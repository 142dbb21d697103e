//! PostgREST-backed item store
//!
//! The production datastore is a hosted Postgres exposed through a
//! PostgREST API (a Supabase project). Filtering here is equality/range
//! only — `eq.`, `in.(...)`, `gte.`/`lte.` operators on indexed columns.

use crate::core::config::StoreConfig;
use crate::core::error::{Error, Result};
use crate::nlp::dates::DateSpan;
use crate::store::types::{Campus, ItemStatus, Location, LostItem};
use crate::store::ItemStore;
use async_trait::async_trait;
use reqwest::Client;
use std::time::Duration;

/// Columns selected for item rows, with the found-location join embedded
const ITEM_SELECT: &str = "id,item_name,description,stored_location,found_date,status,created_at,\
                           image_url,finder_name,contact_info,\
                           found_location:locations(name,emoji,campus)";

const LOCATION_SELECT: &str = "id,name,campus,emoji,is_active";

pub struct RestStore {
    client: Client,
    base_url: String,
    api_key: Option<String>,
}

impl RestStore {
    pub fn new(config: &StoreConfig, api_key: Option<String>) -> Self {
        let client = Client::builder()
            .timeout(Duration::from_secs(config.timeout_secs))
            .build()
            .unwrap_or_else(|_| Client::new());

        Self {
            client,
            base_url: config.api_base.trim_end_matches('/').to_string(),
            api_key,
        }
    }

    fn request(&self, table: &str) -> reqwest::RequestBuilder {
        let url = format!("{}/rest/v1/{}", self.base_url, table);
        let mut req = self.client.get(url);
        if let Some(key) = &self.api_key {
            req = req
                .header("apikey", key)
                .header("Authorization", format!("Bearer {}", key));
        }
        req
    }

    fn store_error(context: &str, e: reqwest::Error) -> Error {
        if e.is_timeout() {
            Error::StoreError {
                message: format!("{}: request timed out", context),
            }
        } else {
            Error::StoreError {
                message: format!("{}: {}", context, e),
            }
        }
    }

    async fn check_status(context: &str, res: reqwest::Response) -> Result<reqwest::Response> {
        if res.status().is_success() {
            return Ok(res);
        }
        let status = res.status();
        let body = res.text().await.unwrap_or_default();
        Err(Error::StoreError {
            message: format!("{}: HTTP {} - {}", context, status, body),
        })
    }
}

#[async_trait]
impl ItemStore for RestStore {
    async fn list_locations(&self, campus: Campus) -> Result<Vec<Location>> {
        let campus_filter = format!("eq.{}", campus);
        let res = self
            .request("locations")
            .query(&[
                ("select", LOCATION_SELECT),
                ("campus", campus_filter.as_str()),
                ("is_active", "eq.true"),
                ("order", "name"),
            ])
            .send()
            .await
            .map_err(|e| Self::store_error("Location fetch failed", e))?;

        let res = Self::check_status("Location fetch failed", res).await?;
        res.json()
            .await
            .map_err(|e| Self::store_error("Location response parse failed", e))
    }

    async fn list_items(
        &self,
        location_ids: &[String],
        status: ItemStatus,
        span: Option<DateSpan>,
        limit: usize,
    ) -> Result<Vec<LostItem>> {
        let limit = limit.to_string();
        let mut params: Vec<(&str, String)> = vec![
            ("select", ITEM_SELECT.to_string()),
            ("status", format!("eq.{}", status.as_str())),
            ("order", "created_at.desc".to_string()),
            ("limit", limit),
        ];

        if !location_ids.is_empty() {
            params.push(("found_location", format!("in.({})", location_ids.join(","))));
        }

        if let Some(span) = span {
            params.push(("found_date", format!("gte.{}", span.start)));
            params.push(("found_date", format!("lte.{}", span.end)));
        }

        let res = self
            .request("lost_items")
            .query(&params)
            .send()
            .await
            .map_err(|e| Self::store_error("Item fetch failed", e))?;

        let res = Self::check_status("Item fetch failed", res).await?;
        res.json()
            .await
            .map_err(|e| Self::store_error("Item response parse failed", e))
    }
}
********************
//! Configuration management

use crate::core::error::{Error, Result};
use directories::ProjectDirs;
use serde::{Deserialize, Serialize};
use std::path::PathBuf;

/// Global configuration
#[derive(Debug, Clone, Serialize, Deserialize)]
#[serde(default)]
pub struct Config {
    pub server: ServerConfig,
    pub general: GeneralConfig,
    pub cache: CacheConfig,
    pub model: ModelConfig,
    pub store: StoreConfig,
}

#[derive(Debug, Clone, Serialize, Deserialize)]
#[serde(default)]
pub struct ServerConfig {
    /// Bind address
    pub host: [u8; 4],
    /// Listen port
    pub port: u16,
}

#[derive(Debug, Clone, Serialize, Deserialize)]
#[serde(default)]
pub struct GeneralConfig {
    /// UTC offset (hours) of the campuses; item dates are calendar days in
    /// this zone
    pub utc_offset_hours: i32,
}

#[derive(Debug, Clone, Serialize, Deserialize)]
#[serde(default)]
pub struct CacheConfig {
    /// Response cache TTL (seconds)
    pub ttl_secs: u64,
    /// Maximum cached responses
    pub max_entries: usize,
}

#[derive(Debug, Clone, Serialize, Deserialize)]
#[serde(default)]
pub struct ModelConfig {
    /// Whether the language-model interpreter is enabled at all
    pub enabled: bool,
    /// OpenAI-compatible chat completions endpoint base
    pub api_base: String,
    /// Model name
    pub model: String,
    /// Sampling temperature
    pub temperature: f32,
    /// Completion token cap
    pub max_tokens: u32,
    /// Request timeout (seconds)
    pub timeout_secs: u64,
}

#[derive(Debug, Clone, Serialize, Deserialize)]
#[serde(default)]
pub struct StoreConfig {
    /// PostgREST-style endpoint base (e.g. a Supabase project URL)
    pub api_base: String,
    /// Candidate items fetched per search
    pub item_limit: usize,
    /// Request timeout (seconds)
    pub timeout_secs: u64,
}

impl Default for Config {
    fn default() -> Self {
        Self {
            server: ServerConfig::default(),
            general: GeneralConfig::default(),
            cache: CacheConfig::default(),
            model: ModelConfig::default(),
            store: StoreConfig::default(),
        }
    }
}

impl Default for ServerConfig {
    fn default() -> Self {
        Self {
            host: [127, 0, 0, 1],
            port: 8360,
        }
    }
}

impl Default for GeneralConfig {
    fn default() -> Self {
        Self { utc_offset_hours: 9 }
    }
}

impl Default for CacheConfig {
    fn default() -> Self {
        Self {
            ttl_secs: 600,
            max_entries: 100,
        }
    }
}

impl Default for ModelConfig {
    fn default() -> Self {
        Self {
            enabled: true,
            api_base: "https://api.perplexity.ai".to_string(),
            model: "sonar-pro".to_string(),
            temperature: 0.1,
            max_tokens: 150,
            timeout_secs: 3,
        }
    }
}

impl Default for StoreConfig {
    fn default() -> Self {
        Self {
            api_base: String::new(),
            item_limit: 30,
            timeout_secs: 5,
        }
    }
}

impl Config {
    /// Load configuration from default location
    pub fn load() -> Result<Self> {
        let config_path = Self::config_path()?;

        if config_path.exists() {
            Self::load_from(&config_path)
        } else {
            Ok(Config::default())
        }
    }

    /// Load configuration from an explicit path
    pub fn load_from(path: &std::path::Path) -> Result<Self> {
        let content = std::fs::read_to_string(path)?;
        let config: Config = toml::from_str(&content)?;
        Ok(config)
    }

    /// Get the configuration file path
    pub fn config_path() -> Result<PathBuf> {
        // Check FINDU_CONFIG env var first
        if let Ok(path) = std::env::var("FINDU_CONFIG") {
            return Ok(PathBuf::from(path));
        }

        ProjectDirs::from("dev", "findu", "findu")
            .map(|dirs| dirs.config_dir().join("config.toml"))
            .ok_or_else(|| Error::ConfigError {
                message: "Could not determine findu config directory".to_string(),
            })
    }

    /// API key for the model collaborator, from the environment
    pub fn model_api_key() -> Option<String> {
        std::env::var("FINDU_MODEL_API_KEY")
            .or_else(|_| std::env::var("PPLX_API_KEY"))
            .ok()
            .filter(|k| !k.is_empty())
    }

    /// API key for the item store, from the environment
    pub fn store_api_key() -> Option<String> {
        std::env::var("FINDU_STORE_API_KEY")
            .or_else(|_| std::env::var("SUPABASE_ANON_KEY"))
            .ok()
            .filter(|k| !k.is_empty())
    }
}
********************
Exercise goal>
Return all lines of the material above in which the word "crate" occurs.

Response>
use crate::core::config::StoreConfig;
use crate::core::error::{Error, Result};
use crate::nlp::dates::DateSpan;
use crate::store::types::{Campus, ItemStatus, Location, LostItem};
use crate::store::ItemStore;
use crate::core::error::{Error, Result};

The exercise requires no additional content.